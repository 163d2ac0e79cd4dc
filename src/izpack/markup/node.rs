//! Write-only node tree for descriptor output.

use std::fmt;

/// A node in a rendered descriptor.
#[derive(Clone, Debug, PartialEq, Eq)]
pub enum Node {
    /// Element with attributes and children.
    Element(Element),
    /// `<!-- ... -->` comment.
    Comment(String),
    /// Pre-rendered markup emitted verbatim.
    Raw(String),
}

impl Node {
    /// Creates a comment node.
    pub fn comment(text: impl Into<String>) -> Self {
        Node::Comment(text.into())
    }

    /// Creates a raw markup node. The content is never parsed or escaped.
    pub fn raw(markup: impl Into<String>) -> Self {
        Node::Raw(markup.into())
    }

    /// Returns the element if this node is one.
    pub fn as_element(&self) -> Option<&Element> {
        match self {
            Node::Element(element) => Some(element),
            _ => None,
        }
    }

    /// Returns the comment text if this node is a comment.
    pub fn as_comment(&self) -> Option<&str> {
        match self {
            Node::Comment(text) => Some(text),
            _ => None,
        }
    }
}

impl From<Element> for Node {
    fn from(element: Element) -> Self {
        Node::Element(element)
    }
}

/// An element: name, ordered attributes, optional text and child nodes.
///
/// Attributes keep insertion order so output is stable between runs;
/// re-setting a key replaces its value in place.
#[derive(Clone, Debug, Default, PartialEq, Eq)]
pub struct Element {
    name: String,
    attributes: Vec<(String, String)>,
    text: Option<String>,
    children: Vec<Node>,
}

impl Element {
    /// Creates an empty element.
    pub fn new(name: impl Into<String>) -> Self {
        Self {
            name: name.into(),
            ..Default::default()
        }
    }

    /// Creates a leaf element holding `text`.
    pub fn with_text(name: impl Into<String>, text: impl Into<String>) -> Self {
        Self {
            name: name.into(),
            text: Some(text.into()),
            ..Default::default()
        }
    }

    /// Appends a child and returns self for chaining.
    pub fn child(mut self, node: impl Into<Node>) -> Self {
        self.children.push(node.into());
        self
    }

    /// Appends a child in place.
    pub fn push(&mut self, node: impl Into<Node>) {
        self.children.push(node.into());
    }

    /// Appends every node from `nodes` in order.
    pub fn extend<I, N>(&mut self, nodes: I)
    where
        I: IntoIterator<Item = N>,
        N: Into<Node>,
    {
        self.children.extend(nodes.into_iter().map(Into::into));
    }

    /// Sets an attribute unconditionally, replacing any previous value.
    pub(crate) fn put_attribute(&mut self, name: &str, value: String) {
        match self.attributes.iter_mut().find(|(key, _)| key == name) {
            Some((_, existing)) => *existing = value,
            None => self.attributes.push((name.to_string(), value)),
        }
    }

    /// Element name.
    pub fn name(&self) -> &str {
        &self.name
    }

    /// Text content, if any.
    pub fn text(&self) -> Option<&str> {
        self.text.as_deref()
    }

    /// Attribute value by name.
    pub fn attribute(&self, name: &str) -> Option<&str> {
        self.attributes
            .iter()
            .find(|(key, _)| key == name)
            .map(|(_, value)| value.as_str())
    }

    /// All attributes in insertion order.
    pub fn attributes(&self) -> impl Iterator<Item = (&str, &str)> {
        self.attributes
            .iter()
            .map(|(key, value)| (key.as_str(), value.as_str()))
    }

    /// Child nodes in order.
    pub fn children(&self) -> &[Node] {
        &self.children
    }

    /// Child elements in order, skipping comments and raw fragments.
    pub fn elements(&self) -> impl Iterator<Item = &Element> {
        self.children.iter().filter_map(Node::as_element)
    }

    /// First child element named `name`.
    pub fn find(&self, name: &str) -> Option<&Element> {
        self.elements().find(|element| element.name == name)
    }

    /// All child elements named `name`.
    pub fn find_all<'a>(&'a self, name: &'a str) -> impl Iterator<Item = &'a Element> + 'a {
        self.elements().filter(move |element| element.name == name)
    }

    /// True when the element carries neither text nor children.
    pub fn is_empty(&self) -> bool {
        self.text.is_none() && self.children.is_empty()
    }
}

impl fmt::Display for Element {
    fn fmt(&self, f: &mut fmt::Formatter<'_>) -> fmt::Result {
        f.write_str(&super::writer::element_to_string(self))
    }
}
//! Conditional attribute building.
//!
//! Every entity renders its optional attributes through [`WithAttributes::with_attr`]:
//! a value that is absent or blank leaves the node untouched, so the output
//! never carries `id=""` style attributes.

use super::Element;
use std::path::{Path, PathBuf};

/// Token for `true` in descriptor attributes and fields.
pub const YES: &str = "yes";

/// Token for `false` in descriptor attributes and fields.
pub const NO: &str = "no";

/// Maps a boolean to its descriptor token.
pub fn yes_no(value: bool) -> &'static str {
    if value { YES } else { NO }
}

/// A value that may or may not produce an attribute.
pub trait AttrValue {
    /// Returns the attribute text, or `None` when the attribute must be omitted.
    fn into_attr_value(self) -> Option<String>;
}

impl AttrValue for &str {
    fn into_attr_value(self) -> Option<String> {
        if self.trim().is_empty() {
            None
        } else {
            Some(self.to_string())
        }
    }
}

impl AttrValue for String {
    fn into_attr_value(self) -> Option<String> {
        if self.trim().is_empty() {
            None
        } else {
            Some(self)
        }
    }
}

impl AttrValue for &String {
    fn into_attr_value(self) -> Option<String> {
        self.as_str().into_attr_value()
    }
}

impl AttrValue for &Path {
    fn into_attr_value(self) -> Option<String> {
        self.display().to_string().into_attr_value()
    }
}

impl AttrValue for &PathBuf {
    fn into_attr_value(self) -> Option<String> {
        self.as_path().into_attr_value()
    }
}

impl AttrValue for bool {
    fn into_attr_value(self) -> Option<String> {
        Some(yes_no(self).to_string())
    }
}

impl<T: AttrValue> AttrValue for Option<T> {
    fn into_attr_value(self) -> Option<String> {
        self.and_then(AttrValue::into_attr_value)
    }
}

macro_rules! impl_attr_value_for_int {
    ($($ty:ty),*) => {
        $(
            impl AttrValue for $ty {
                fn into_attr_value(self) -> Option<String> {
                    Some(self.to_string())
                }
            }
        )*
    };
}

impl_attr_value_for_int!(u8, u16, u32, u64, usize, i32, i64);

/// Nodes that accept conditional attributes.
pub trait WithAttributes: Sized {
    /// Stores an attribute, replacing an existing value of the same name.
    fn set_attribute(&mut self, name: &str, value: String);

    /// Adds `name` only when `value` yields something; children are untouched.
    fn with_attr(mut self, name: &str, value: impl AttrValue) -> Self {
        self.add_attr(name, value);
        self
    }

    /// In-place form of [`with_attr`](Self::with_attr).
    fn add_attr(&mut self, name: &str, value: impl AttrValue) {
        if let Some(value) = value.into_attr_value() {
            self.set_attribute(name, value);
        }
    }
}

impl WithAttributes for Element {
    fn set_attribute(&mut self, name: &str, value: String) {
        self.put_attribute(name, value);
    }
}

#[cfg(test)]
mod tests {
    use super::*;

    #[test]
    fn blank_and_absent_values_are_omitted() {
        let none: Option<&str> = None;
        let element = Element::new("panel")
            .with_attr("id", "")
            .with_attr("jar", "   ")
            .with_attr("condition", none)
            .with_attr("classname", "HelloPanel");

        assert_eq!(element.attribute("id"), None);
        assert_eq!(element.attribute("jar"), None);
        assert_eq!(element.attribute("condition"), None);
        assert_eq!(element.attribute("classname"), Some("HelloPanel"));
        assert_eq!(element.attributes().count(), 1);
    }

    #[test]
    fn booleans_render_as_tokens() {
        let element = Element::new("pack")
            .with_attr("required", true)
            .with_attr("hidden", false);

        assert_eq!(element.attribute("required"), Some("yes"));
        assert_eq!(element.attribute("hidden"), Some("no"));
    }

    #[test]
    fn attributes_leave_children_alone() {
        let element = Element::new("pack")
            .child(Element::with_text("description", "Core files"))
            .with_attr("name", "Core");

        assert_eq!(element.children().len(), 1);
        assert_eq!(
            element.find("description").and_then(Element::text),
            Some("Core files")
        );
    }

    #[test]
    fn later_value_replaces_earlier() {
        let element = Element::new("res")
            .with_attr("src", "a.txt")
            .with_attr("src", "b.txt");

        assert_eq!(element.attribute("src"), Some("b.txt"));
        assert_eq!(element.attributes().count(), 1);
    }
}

________________________

WHAT THE TASK REQUIRES:
Using the data above, copy each line that contains "this".

ANSWER BOX:
    /// Returns the element if this node is one.
    /// Returns the comment text if this node is a comment.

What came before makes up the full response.